The Office of Human Services Policy (HSP) conducts policy research, analysis, evaluation, and coordination on various issues across the Department, including but not limited to, poverty and measurement, vulnerable populations, early childhood education and child welfare, family strengthening, economic support for families, and youth development. HSP serves as a liaison with other agencies on broad economic matters and is the Department’s lead on poverty research and analysis.

The Division of Children and Youth Policy focuses on policies related to the well-being of children and youth. Projects range from quick-turnaround policy analyses to large-scale experimental studies, and major policy initiatives. Key areas include early childhood, early care and education, home visiting, youth development and risky behaviors, parenting and family support, child welfare and foster care, linkages with physical and mental health, methods for evaluating what works, and strategies for improving research and data in these areas.

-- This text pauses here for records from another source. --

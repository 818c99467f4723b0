//! Engine parameters: orchestration loop control.
//!
//! [`EngineParams`] groups the static parameters that control the round loop
//! in [`AssistantEngine`](crate::use_cases::run_assistant::AssistantEngine)
//! and the pending-action lifetime. These are application-layer concerns,
//! not domain policy.

use chrono::Duration;
use ledger_domain::DEFAULT_PENDING_TTL_MINUTES;

/// Default cap on provider rounds per user message.
pub const DEFAULT_MAX_ROUNDS: usize = 5;

/// Orchestration loop control parameters.
#[derive(Debug, Clone, PartialEq)]
pub struct EngineParams {
    /// Maximum provider rounds for one user message (turn-based and streamed).
    pub max_rounds: usize,
    /// Lifetime of a pending action.
    pub pending_action_ttl: Duration,
    /// Capacity of the event channel between producer task and consumer.
    pub stream_buffer: usize,
}

impl Default for EngineParams {
    fn default() -> Self {
        Self {
            max_rounds: DEFAULT_MAX_ROUNDS,
            pending_action_ttl: Duration::minutes(DEFAULT_PENDING_TTL_MINUTES),
            stream_buffer: 64,
        }
    }
}

impl EngineParams {
    // ==================== Builder Methods ====================

    pub fn with_max_rounds(mut self, max: usize) -> Self {
        self.max_rounds = max.max(1);
        self
    }

    pub fn with_pending_action_ttl(mut self, ttl: Duration) -> Self {
        self.pending_action_ttl = ttl;
        self
    }

    pub fn with_stream_buffer(mut self, capacity: usize) -> Self {
        self.stream_buffer = capacity.max(1);
        self
    }
}
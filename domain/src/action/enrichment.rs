//! Display enrichment for confirmation prompts
//!
//! Raw tool arguments are machine-oriented (`taskId: "t1"`, `month: 1`). Before
//! a confirmation-required call is shown to the user, a copy of its arguments
//! gains readable fields. The copy is presentation only and is never executed.

use crate::tool::entities::{ArgumentsExt, ToolArguments};
use serde_json::Value;

const MONTH_NAMES: [&str; 12] = [
    "January",
    "February",
    "March",
    "April",
    "May",
    "June",
    "July",
    "August",
    "September",
    "October",
    "November",
    "December",
];

/// Values looked up outside the domain (e.g. from the business store).
#[derive(Debug, Clone, Default)]
pub struct DisplayLookups {
    /// Display name of the task referenced by `taskId`, when it resolved.
    pub task_name: Option<String>,
}

impl DisplayLookups {
    pub fn with_task_name(mut self, name: impl Into<String>) -> Self {
        self.task_name = Some(name.into());
        self
    }
}

/// Readable copy of `args`.
///
/// | Input | Added field |
/// |-------|-------------|
/// | `taskId` + resolved name | `taskName` |
/// | `rate` and `hours` | `total` (rounded to cents) |
/// | `month` (1-12) and `year` | `period` ("January 2025") |
///
/// Existing keys are never overwritten.
pub fn enrich_display_args(args: &ToolArguments, lookups: &DisplayLookups) -> ToolArguments {
    let mut display = args.clone();

    if args.contains_key("taskId")
        && let Some(name) = &lookups.task_name
    {
        display
            .entry("taskName")
            .or_insert_with(|| Value::String(name.clone()));
    }

    if let (Some(rate), Some(hours)) = (args.get_f64("rate"), args.get_f64("hours")) {
        let total = (rate * hours * 100.0).round() / 100.0;
        if let Some(number) = serde_json::Number::from_f64(total) {
            display.entry("total").or_insert(Value::Number(number));
        }
    }

    if let Some(period) = readable_period(args) {
        display.entry("period").or_insert(Value::String(period));
    }

    display
}

fn readable_period(args: &ToolArguments) -> Option<String> {
    let month = args.get_i64("month")?;
    let year = args.get_i64("year")?;
    let index = usize::try_from(month.checked_sub(1)?).ok()?;
    let name = MONTH_NAMES.get(index)?;
    Some(format!("{} {}", name, year))
}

The Division of Family and Community Policy focuses on policies affecting various low-income populations. This includes policy development around major initiatives such as homelessness and reentry. It also includes conducting and coordinating analysis, research, and evaluation on the safety net, economic mobility and opportunity, welfare-to-work issues, strengthening families and responsible fatherhood, child support enforcement, and domestic violence. Other key priorities include place-based initiatives, the role of social capital in human services, human trafficking, benefits coordination.

The Division of Data and Technical Analysis focuses on policies and programs concerning low-income and otherwise disadvantaged populations. The Division provides data analytic capacity for policy development through data collection activities, secondary data analysis, modeling, and cost analyses. The Division focuses on cross-cutting human services policy issues such as income, poverty, cash and non-cash supports for low-income families, employment, fertility, and child welfare. The Division also issues annual updates to the poverty guidelines and reports to Congress on indicators of welfare dependence.

Topic Areas:

Reports

Displaying 901 - 910 of 965. 10 per page. Page 91.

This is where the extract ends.